Gamete/embryo development and genetics
Infertility in women may be caused by various pathological and/or biological changes in their reproductive system. The primary interests of our research are the following: to better understand the mechanisms that regulate mammalian oogenesis and embryo genesis, to improve assisted reproductive technologies (ART), and to assist infertile couples in having healthy children. Three major projects are ongoing:
1. Oocyte maturation in vitro and nuclear-cytoplasm interactions. A common protocol in many IVF clinics for ovulation induction employs a regimen of hormones over several days, thus inducing the growth and maturation of several follicles within the ovary. Such a procedure allows more than one mature egg, an average of ten, to be retrieved. Unfortunately, not all women will respond well to the stimulation regimen. One promising approach to overcome these problems may be to collect primordial germ cells or immature eggs from small follicles, and mature these eggs in vitro. Furthermore, critical roles of cytoplasm (maternal signals) in early embryonic development have been recognized. Changes in cytoplasm of oocytes form women at advanced maternal ages (AMA) may be associated with a decrease in certain components. A possible remedy may be to replace a portion of the cytoplasm of oocytes from AMA women with cytoplasm of oocytes from younger women. Such a strategy may correct the deficiency of some components, thereby increasing the quality of the oocytes of AMA women; at the same time identifying key elements that cause the deficiency.

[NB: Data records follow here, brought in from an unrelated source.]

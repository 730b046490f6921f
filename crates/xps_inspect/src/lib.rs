//! xps-inspect - look inside XNALara/XPS scene files
//!
//! Decodes a `.scene` file and either dumps the decoded document, or shows what an import of
//! it would build, in target space coordinates.

use clap::{ArgAction, Args, Parser, Subcommand};
use commands::{dump::DumpCommand, plan::PlanCommand};
use log::LevelFilter;
use std::path::PathBuf;
use xps_scene::Version;
use xps_utils::{ok, AnyResult};

pub mod commands;
pub mod config;

pub use config::Settings;

#[derive(Parser)]
#[command(author, version, about, long_about = None)]
pub struct Cli {
    #[command(flatten)]
    pub global: GlobalArgs,
    #[command(subcommand)]
    pub command: CliCommand,
}

#[derive(Args)]
pub struct GlobalArgs {
    /// TOML file with decoder and import settings
    #[arg(long, global = true)]
    pub config: Option<PathBuf>,
    /// Oldest accepted format version, e.g. 1.21
    #[arg(long, global = true)]
    pub min_version: Option<Version>,
    /// Find the end of bone lists by looking for a zero byte instead of trusting their count
    #[arg(long, global = true)]
    pub lookahead_bones: bool,
    /// Accept input files without the .scene extension
    #[arg(long, global = true)]
    pub any_extension: bool,
    /// Fail if anything was reported as a warning
    #[arg(long, global = true)]
    pub strict: bool,
    /// More log output, can be repeated
    #[arg(short, long, global = true, action = ArgAction::Count)]
    pub verbose: u8,
    /// Only log errors
    #[arg(short, long, global = true, conflicts_with = "verbose")]
    pub quiet: bool,
}

impl GlobalArgs {
    pub fn log_level(&self) -> LevelFilter {
        if self.quiet {
            return LevelFilter::Error;
        }
        match self.verbose {
            0 => LevelFilter::Warn,
            1 => LevelFilter::Info,
            2 => LevelFilter::Debug,
            _ => LevelFilter::Trace,
        }
    }
}

#[derive(Subcommand)]
pub enum CliCommand {
    /// Decodes a scene file and prints its contents
    Dump(DumpCommand),
    /// Shows everything an import of the scene would build
    Plan(PlanCommand),
}

pub trait Command {
    fn run(self, settings: &Settings) -> AnyResult;
}

/// Runs `xps-inspect` as if it was ran from the command line.
pub fn run(cli: Cli) -> AnyResult {
    let settings = Settings::load(&cli.global)?;
    match cli.command {
        CliCommand::Dump(c) => c.run(&settings)?,
        CliCommand::Plan(c) => c.run(&settings)?,
    }
    ok()
}

#[cfg(test)]
mod tests {
    use super::*;

    #[test]
    fn global_flags_after_subcommand() {
        let cli = Cli::try_parse_from([
            "xps-inspect",
            "dump",
            "lara.scene",
            "--min-version",
            "1.9",
            "-vv",
        ])
        .unwrap();
        assert_eq!(cli.global.min_version, Some(Version::new(1, 9)));
        assert_eq!(cli.global.log_level(), LevelFilter::Debug);
        assert!(matches!(cli.command, CliCommand::Dump(_)));
    }

    #[test]
    fn quiet_and_verbose_conflict() {
        assert!(Cli::try_parse_from(["xps-inspect", "-q", "-v", "plan", "a.scene"]).is_err());
    }
}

2. Embryo development in vitro. Another important approach to improve the success rate of ART is to provide optimal culture conditions for early embryos. Though human embryos can survive in a simple medium for a few days in vitro, their viability may be compromised due to a sub optimal environment. Co-culture embryos with helper cells, such as granulosa or endometrial cells, may improve embryo quality. The effectiveness of such a co-culture system is being examined and the possible mechanism of somatic cell and embryo interactions are under investigation.

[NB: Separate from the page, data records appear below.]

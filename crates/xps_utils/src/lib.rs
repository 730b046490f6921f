//! Various utilities used by the XPS scene crates

pub mod color;
pub mod math;

mod ascii_display;
pub use ascii_display::*;

mod primitive_reader;
pub use primitive_reader::*;

mod result_ext;
pub use result_ext::AnyhowResultExt;

pub type AnyResult<T = (), E = anyhow::Error> = anyhow::Result<T, E>;

/// Shorthand for `Ok(())`, cause it looks ugly
pub const fn ok<E>() -> Result<(), E> {
    Ok(())
}

/// Generates a match statement that verifies a discriminant value as a single "expression".
///
/// ## Example
/// ```
/// # use xps_utils::discriminant_matches;
/// enum Example { Simple, Tupled(u32) }
///
/// let a = Example::Simple;
/// assert!(discriminant_matches!(a, Example::Simple));
///
/// // Tupled variants must match the parameters. Don't name them to not get warnings.
/// let b = Example::Tupled(123);
/// assert!(discriminant_matches!(b, Example::Tupled(_)));
/// ```
#[macro_export]
macro_rules! discriminant_matches {
    ($value:expr, $discriminant:pat) => {
        match $value {
            $discriminant => true,
            _ => false,
        }
    };
}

3. Preimplantation genetic diagnosis (PGD). PGD involves biopsies of polar bodies from mature eggs (PB-I) and/or fertilized oocytes (PB-II), as well as one or two cells from early cleavage stage embryos. Before embryo replacement diagnosis are based on analyzing polar bodies and/or single cells, either by fluorescence in situ hybridization (FISH) with multiple proves which determine chromosomal abnormalities, or by polymerase chain reaction (PCR) to detect single gene mutations. Efforts are currently being taken to improve accuracy, thoroughly examine all steps involved, as well as assess the efficiency of PGD. Based on a precise diagnosis, germinal gene therapy may be introduced in the future.